Dear Drs. Shepard & Hrymak, and Mr. Jenkins,

The Canadian Association of Professional Academic Librarians (CAPAL/ACBES) urges you, Dr. Alan Shepard, and Dr. Andy Hrymak, and Mr. Paul Jenkins, to intervene to support the critical work of the librarians and archivists at the University of Western Ontario, and ensure the University does not find itself in its fourth serious labour dispute in just over a year.

Librarians and archivists play a crucial role in supporting and advancing the teaching, learning and scholarly endeavours of students and faculty at post-secondary institutions. A minority and
feminized group on university campuses, librarians and archivists are vulnerable to acts of administrative prerogative. The Canadian Association of Professional Academic Librarians urges UWO administration to demonstrate leadership and commitment to the University’s Office of Faculty Relations’ values of integrity, accountability, fairness, continuous improvement, respect, teamwork, and high performance by respecting librarians’ and archivists’ right to professional autonomy, collegial governance, fair workload, and equitable compensation.

These requests are reasonable and fulfilling them would allow librarians and archivists to engage more fully with a wide range of areas in professional practice, such as digital scholarship, copyright, research metrics, research data preservation and management, collection development and management, and the teaching of information literacy, to name but a few.

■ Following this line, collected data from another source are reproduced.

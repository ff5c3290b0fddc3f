//! CLI argument definitions.
//!
//! This module defines all CLI arguments using clap's derive macros.
//! The main entry point is the [`Cli`] struct.

use clap::{Parser, Subcommand};
use clap_complete::Shell;
use std::path::PathBuf;

/// wrkmon-setup - Install everything the wrkmon music player needs.
#[derive(Debug, Parser)]
#[command(name = "wrkmon-setup")]
#[command(author, version, about, long_about = None)]
#[command(propagate_version = true)]
pub struct Cli {
    /// Path to config file (overrides ~/.wrkmon-setup/config.yml)
    #[arg(short, long, global = true)]
    pub config: Option<PathBuf>,

    /// Show verbose output
    #[arg(short, long, global = true)]
    pub verbose: bool,

    /// Minimal output
    #[arg(short, long, global = true)]
    pub quiet: bool,

    /// Disable colored output
    #[arg(long, global = true)]
    pub no_color: bool,

    /// Enable debug logging
    #[arg(long, global = true)]
    pub debug: bool,

    /// Print the report as JSON
    #[arg(long, global = true)]
    pub json: bool,

    #[command(subcommand)]
    pub command: Option<Commands>,
}

/// Available subcommands.
#[derive(Debug, Subcommand)]
pub enum Commands {
    /// Install missing dependencies (default if no command specified)
    Run(RunArgs),

    /// Show which dependencies are present without installing anything
    Check,

    /// Show the detected host and what a run would do
    Plan,

    /// Check PyPI for a newer wrkmon and upgrade it
    Update(UpdateArgs),

    /// Generate shell completions
    Completions(CompletionsArgs),
}

/// Arguments for the `run` command.
#[derive(Debug, Clone, Default, clap::Args)]
pub struct RunArgs {
    /// Install without asking
    #[arg(short, long)]
    pub yes: bool,

    /// Leave optional dependencies alone
    #[arg(long)]
    pub skip_optional: bool,

    /// Use defaults, no prompts
    #[arg(long)]
    pub non_interactive: bool,
}

/// Arguments for the `update` command.
#[derive(Debug, Clone, Default, clap::Args)]
pub struct UpdateArgs {
    /// Only report whether an update is available
    #[arg(long)]
    pub check: bool,

    /// Upgrade without asking
    #[arg(short, long)]
    pub yes: bool,
}

/// Arguments for the `completions` command.
#[derive(Debug, Clone, clap::Args)]
pub struct CompletionsArgs {
    /// Shell to generate completions for
    #[arg(value_enum)]
    pub shell: Shell,
}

Librarians and archivists deserve to receive compensation and benefits equitable to those of other campus employee groups. Their work should also be considered of equal value to the institution.

Library councils have an established history within the profession of librarianship. As early as 1931, S.R. Raganathan, the author of one of the profession’s foundational works, The Five Laws of Library Science, proposed that libraries with large staff complements would benefit from a council. Within Canadian universities faculty or schools councils are ubiquitous bodies that deliberate, review, and approve academic policy. It is critical that librarians and archivists as professionals and academic staff have a collegial forum where issues of professional relevance can be aired and debated. Indeed, Joan Wallach Scott, a one-time chair of the American Association of University Professors’ Committee on Academic Freedom and Tenure, makes the point that collegial governance is the foundation of academic freedom. Depriving librarians and archivists of a library council undermines one of academia’s foundational rights.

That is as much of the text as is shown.